++++ Materials provided ++++

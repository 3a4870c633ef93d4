use std::io::{BufWriter, Write};
use std::path::{Path, PathBuf};
use std::process::Command;

use image::{ImageEncoder, RgbaImage};
use image::codecs::png::PngEncoder;
use tracing::{info, warn};

use crate::error::{IconError, Result};

/// Default output location for an input: `<output_dir>/<input stem>.png`.
pub fn default_output_path(input: &Path, output_dir: &Path) -> PathBuf {
    let stem = input
        .file_stem()
        .or_else(|| input.file_name())
        .map(|s| s.to_string_lossy().into_owned())
        .filter(|s| !s.is_empty())
        .unwrap_or_else(|| "icon".to_string());
    output_dir.join(format!("{}.png", stem))
}

/// Encode `img` as PNG at `path`, creating parent directories.
///
/// The image is written to a temporary file next to `path` first so a
/// failed write never leaves a truncated PNG behind.
pub fn save_png(img: &RgbaImage, path: &Path) -> Result<()> {
    let dir = match path.parent() {
        Some(parent) if !parent.as_os_str().is_empty() => parent.to_path_buf(),
        _ => PathBuf::from("."),
    };
    std::fs::create_dir_all(&dir).map_err(|e| IconError::io(&dir, e))?;

    let mut temp = tempfile::NamedTempFile::new_in(&dir).map_err(|e| IconError::io(&dir, e))?;
    {
        let mut writer = BufWriter::new(temp.as_file_mut());
        PngEncoder::new(&mut writer).write_image(
            img.as_raw(),
            img.width(),
            img.height(),
            image::ExtendedColorType::Rgba8,
        )?;
        writer.flush().map_err(|e| IconError::io(path, e))?;
    }
    temp.persist(path)
        .map_err(|e| IconError::io(path, e.error))?;

    info!(
        "Saved {}x{} icon to {:?}",
        img.width(),
        img.height(),
        path
    );
    Ok(())
}

/// Open `path` in the platform's default viewer without waiting for it.
/// Failure to launch is logged, never fatal.
pub fn open_in_viewer(path: &Path) {
    let mut command = if cfg!(windows) {
        let mut c = Command::new("cmd");
        c.args(["/C", "start", ""]).arg(path);
        c
    } else if cfg!(target_os = "macos") {
        let mut c = Command::new("open");
        c.arg(path);
        c
    } else {
        let mut c = Command::new("xdg-open");
        c.arg(path);
        c
    };

    if let Err(e) = command.spawn() {
        warn!("Could not open viewer for {:?}: {}", path, e);
    }
}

++++

▶ [Activity]
Extract the first line above and each line after it up to and including the one with "logged, never fatal.", please, exactly and with nothing else.

▶ [Solution]
repository 3a4870c633ef93d4
use std::io::{BufWriter, Write};
use std::path::{Path, PathBuf};
use std::process::Command;

use image::{ImageEncoder, RgbaImage};
use image::codecs::png::PngEncoder;
use tracing::{info, warn};

use crate::error::{IconError, Result};

/// Default output location for an input: `<output_dir>/<input stem>.png`.
pub fn default_output_path(input: &Path, output_dir: &Path) -> PathBuf {
    let stem = input
        .file_stem()
        .or_else(|| input.file_name())
        .map(|s| s.to_string_lossy().into_owned())
        .filter(|s| !s.is_empty())
        .unwrap_or_else(|| "icon".to_string());
    output_dir.join(format!("{}.png", stem))
}

/// Encode `img` as PNG at `path`, creating parent directories.
///
/// The image is written to a temporary file next to `path` first so a
/// failed write never leaves a truncated PNG behind.
pub fn save_png(img: &RgbaImage, path: &Path) -> Result<()> {
    let dir = match path.parent() {
        Some(parent) if !parent.as_os_str().is_empty() => parent.to_path_buf(),
        _ => PathBuf::from("."),
    };
    std::fs::create_dir_all(&dir).map_err(|e| IconError::io(&dir, e))?;

    let mut temp = tempfile::NamedTempFile::new_in(&dir).map_err(|e| IconError::io(&dir, e))?;
    {
        let mut writer = BufWriter::new(temp.as_file_mut());
        PngEncoder::new(&mut writer).write_image(
            img.as_raw(),
            img.width(),
            img.height(),
            image::ExtendedColorType::Rgba8,
        )?;
        writer.flush().map_err(|e| IconError::io(path, e))?;
    }
    temp.persist(path)
        .map_err(|e| IconError::io(path, e.error))?;

    info!(
        "Saved {}x{} icon to {:?}",
        img.width(),
        img.height(),
        path
    );
    Ok(())
}

/// Open `path` in the platform's default viewer without waiting for it.
/// Failure to launch is logged, never fatal.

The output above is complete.